The TRAILBLAZER-ALZ 2 Phase 3 trial (a title that would not be out of place as a subtitle for the next “Fast and Furious” sequel) involved almost 1,800 participants. These were people whose lives had already started to fray at the edges, cognitively speaking, but for whom this treatment might offer the chance to delay the inevitable. And that’s really the crux of it: delay. We’re not talking about a cure here, but rather a temporary stay of execution, a slowing of the disease’s inexorable march. The irony, of course, is that the very thing we celebrate—the drug’s ability to slow decline—requires a level of vigilance (regular infusions, close monitoring) that itself could be exhausting for patients who already find day-to-day life difficult.

Progress Wrapped in Risk: The Complicated Role of Side Effects

It would be disingenuous to talk about donanemab without addressing the darker side of its success. 24% of trial participants experienced what we might politely call “complications,” though complications feels like an understatement when the side effects include brain swelling—a condition that’s just as unsettling as it sounds. Add to that the fact that four people died during the trial, with their deaths directly tied to the drug’s side effects, and we’re left with a rather unnerving reality. Here we have a drug that can potentially give people back parts of themselves—memories, functions, pieces of identity that Alzheimer’s would otherwise rip away—but at what cost? And who gets to decide what cost is too high?

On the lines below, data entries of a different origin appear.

use std::{
    sync::{Arc, Barrier},
    thread,
};

use paste::paste;
use stepmap::{hash::BuildHasherAdapter, ConcurrentMap};

const NUM_WRITERS: u64 = 8;
const NUM_READERS: u64 = 4;
const KEYS_PER_WRITER: u64 = 3_000;

fn init_logger() {
    let _ = env_logger::builder().is_test(true).try_init();
}

// Writers own disjoint key ranges. Each writer inserts its range, overwrites
// every key once and removes every fourth key. Readers look up random keys the
// whole time, which also drives the migrations forward.
macro_rules! generate_test_writers_and_readers {
    ($name:ident, $map_init:expr) => {
        paste! {
            #[test]
            fn [<test_ $name _writers_and_readers>]() {
                init_logger();
                let map = Arc::new($map_init);
                let barrier = Arc::new(Barrier::new((NUM_WRITERS + NUM_READERS) as usize));

                let writers = (0..NUM_WRITERS).map(|thread_id| {
                    let my_map = Arc::clone(&map);
                    let my_barrier = Arc::clone(&barrier);
                    thread::spawn(move || {
                        my_barrier.wait();
                        let base = thread_id * KEYS_PER_WRITER;

                        for key in base..base + KEYS_PER_WRITER {
                            assert_eq!(my_map.insert(key, key), None);
                        }
                        for key in base..base + KEYS_PER_WRITER {
                            assert_eq!(my_map.insert(key, key + 1), Some(key));
                        }
                        for key in (base..base + KEYS_PER_WRITER).step_by(4) {
                            assert_eq!(my_map.remove(&key), Some(key + 1));
                        }
                    })
                });

                let readers = (0..NUM_READERS).map(|thread_id| {
                    let my_map = Arc::clone(&map);
                    let my_barrier = Arc::clone(&barrier);
                    thread::spawn(move || {
                        my_barrier.wait();
                        let mut state = thread_id + 1;
                        for _ in 0..20_000 {
                            // xorshift
                            state ^= state << 13;
                            state ^= state >> 7;
                            state ^= state << 17;
                            let key = state % (NUM_WRITERS * KEYS_PER_WRITER);
                            if let Some(value) = my_map.get(&key) {
                                assert!(value == key || value == key + 1);
                            }
                        }
                    })
                });

                let handles: Vec<_> = writers.chain(readers).collect();
                handles
                    .into_iter()
                    .for_each(|t| t.join().expect("Thread failed"));

                let survivors = (0..NUM_WRITERS * KEYS_PER_WRITER)
                    .filter(|key| (key % KEYS_PER_WRITER) % 4 != 0)
                    .count();
                assert_eq!(map.len(), survivors);
                for key in 0..NUM_WRITERS * KEYS_PER_WRITER {
                    let expected = ((key % KEYS_PER_WRITER) % 4 != 0).then(|| key + 1);
                    assert_eq!(map.get(&key), expected, "key {key}");
                }
                assert!(map.capacity().is_power_of_two());
            }
        }
    };
}

generate_test_writers_and_readers!(default_map, ConcurrentMap::<u64, u64>::with_capacity(4));
generate_test_writers_and_readers!(
    small_step_map,
    ConcurrentMap::<u64, u64>::builder().rehash_step(1).name("small-step").build()
);
generate_test_writers_and_readers!(
    low_load_factor_map,
    ConcurrentMap::<u64, u64>::builder().load_factor(0.1).build()
);
generate_test_writers_and_readers!(
    ahash_map,
    ConcurrentMap::with_capacity_and_hasher(16, BuildHasherAdapter::new(ahash::RandomState::new()))
);

#[test]
fn readers_see_every_key_while_resizing() {
    init_logger();
    const PRELOADED: u64 = 10_000;

    let map = Arc::new(ConcurrentMap::builder().rehash_step(2).build());
    let barrier = Arc::new(Barrier::new(5));

    for key in 0..PRELOADED {
        map.insert(key, key.to_string());
    }

    // One writer keeps the map growing while the readers check that the
    // preloaded keys never disappear.
    let writer = {
        let my_map = Arc::clone(&map);
        let my_barrier = Arc::clone(&barrier);
        thread::spawn(move || {
            my_barrier.wait();
            for key in PRELOADED..PRELOADED * 4 {
                my_map.insert(key, key.to_string());
            }
        })
    };

    let readers: Vec<_> = (0..4u64)
        .map(|thread_id| {
            let my_map = Arc::clone(&map);
            let my_barrier = Arc::clone(&barrier);
            thread::spawn(move || {
                my_barrier.wait();
                for round in 0..5 {
                    for key in (thread_id..PRELOADED).step_by(4) {
                        assert_eq!(
                            my_map.get_with(&key, |v| v.parse::<u64>().ok()),
                            Some(Some(key)),
                            "key {key} was not visible in round {round}"
                        );
                    }
                }
            })
        })
        .collect();

    writer.join().expect("Thread failed");
    for reader in readers {
        reader.join().expect("Thread failed");
    }

    assert_eq!(map.len(), (PRELOADED * 4) as usize);
    assert!(map.stats().resize_count() >= 2);
}

#[test]
fn len_never_exceeds_the_number_of_distinct_keys() {
    const NUM_THREADS: usize = 8;
    const KEYS: u32 = 1_000;

    let map = Arc::new(ConcurrentMap::with_capacity(16));
    let barrier = Arc::new(Barrier::new(NUM_THREADS + 1));

    // Every thread inserts the same keys, so most inserts are overwrites that
    // race with the migration of the very same keys.
    let handles: Vec<_> = (0..NUM_THREADS as u32)
        .map(|thread_id| {
            let my_map = Arc::clone(&map);
            let my_barrier = Arc::clone(&barrier);
            thread::spawn(move || {
                my_barrier.wait();
                for key in 0..KEYS {
                    my_map.insert(key, thread_id);
                }
            })
        })
        .collect();

    let watcher = {
        let my_map = Arc::clone(&map);
        let my_barrier = Arc::clone(&barrier);
        thread::spawn(move || {
            my_barrier.wait();
            for _ in 0..10_000 {
                assert!(my_map.len() <= KEYS as usize);
            }
        })
    };

    handles
        .into_iter()
        .chain(std::iter::once(watcher))
        .for_each(|t| t.join().expect("Thread failed"));

    assert_eq!(map.len(), KEYS as usize);
    for key in 0..KEYS {
        assert!(map.contains_key(&key));
    }
}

As Professor John O’Brien put it, these results represent a real “breakthrough” in Alzheimer’s treatment, but he’s quick to temper the celebration with words like “caution” and “monitoring”. In a statement that seems to walk a delicate line between hope and realism, he reminds us that the clinical benefits, while significant, are modest, and that these drugs may not be suitable for most people with Alzheimer’s. “Some caution is needed,” he says, which, when translated from medical-ese, means: don’t expect a miracle. Yes, it’s a step in the right direction, but it’s also just the first step in a marathon.

The Road Ahead: Breakthrough or Just the Beginning?

It’s worth noting that donanemab is not the first of its kind to show promise. Last year, a similar drug—lecanemab—also slowed cognitive decline, though by a slightly lower margin (27% versus 35%). Together, these drugs represent what scientists love to call proof of principle—in other words, they show that it’s possible to target the disease at a molecular level. This is exciting because, for so long, Alzheimer’s has been the disease where treatments were more about managing symptoms than actually modifying the disease itself.

But here’s where we return to the idea of tempered expectations. Donanemab, like its predecessors, doesn’t work for everyone, and even when it does, it’s a slow, incremental benefit. We’re not curing Alzheimer’s; we’re trying to outpace it—however slightly, however temporarily. And for those caught in its early stages, a drug like this might offer just enough time to hold on to what’s slipping away.

And so, while we celebrate the advent of donanemab, we do so knowing full well that scientific breakthroughs—especially in the realm of diseases like Alzheimer’s—are always accompanied by a deep, uncomfortable complexity. Yes, we’ve made progress, but it’s progress with an asterisk, one that reminds us that every step forward is fraught with risk, uncertainty, and—most of all—the hope that the next step will be better.